Methyl α-D-galactose 1 (3.00 g, 15.5 mmol, 1.0 equiv.) was dissolved in MeCN/DMF (10:1, 30 mL) and acetic anhydride (3.22 mL, 34.1 mmol, 2.2 equiv.) and DIPEA (2.36 mL, 13.6 mmol, 0.4 equiv.) added. The reaction mixture was stirred for 12 h at 40 °C. Reaction completion was confirmed by TLC analysis (R_f = 0.29, EtOAc/hexane, 5:1) and the mixture was quenched through the addition of NH₄Cl (100 mL). The organic layer was collected, dried (MgSO₄), and filtered, and the solvent was removed under reduced pressure.
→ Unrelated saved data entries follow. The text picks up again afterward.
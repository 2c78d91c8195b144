use std::fmt::Display;

use thiserror::Error;

use crate::{lexer::tokens::TokenKind, Position};

/// A parse diagnostic: what went wrong and where.
#[derive(Debug, Clone, PartialEq)]
pub struct Error {
    internal_error: ErrorImpl,
    position: Position,
}

impl Error {
    pub fn new(error_impl: ErrorImpl, position: Position) -> Self {
        Error {
            internal_error: error_impl,
            position,
        }
    }

    pub fn get_position(&self) -> &Position {
        &self.position
    }

    pub fn get_error_name(&self) -> &str {
        match &self.internal_error {
            ErrorImpl::UnexpectedToken { .. } => "UnexpectedToken",
            ErrorImpl::NoPrefixParseFn { .. } => "NoPrefixParseFn",
            ErrorImpl::NoInfixParseFn { .. } => "NoInfixParseFn",
            ErrorImpl::IntegerParseError { .. } => "IntegerParseError",
            ErrorImpl::NestingTooDeep { .. } => "NestingTooDeep",
        }
    }

    /// The message shown next to the error name, with a hint where one helps.
    pub fn get_tip(&self) -> String {
        match &self.internal_error {
            ErrorImpl::UnexpectedToken { .. }
            | ErrorImpl::NoPrefixParseFn { .. }
            | ErrorImpl::NoInfixParseFn { .. } => self.internal_error.to_string(),
            ErrorImpl::IntegerParseError { .. } => {
                format!("{}, is it above the integer limit?", self.internal_error)
            }
            ErrorImpl::NestingTooDeep { .. } => {
                format!("{}, try splitting it with `let`", self.internal_error)
            }
        }
    }
}

impl Display for Error {
    fn fmt(&self, f: &mut std::fmt::Formatter<'_>) -> std::fmt::Result {
        write!(f, "{}", self.internal_error)
    }
}

impl std::error::Error for Error {}

#[derive(Error, Debug, Clone, PartialEq)]
pub enum ErrorImpl {
    #[error("expected next token to be {expected}, got {found} instead")]
    UnexpectedToken { expected: TokenKind, found: TokenKind },
    #[error("no prefix parse function for {kind} found")]
    NoPrefixParseFn { kind: TokenKind },
    #[error("no infix parse function for {kind} found")]
    NoInfixParseFn { kind: TokenKind },
    #[error("could not parse {literal} as integer")]
    IntegerParseError { literal: String },
    #[error("expression nested deeper than {limit} levels")]
    NestingTooDeep { limit: usize },
}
The crude residue was then purified by column chromatography (hexane/EtOAc, 0–100%) yielding the title compound (2.20 g, 7.91 mmol, 51%) as a colourless oil. R_f = 0.29 (EtOAc/hexane, 5:1); ¹H NMR (400 MHz, CDCl₃) δ 5.07 (dd, J = 10.3, 3.1 Hz, 1H, H-3), 4.85 (d, J = 3.9 Hz, 1H, H-1), 4.34 (dd, J = 11.5, 6.0 Hz, 1H, H-6a), 4.24 (dd, J = 11.5, 6.7 Hz, 1H, H-6b), 4.16–3.94 (m, 3H, H-2, H-4, H-5), 3.46 (s, 3H, OCH₃), 2.44 (d, J = 3.8 Hz, 1H, OH), 2.17 (s, 3H, OAc), 2.10–2.08 (m, 4H, OAc, OH); ¹³C NMR (101 MHz, CDCl₃) δ 171.0 (C=O, Ac), 170.9 (C=O, Ac), 99.7 (C1), 73.0 (C3), 68.00, 67.79, 67.14, 62.9 (C6), 55.6 (OCH₃), 21.1 (Ac-CH₃), 20.8 (Ac-CH₃); HRMS m/z (ES⁺) Found: (M+Na)⁺ 301.0894, C₁₁H₁₈O₈Na, requires M⁺ 301.8994. Data matched those previously reported [11].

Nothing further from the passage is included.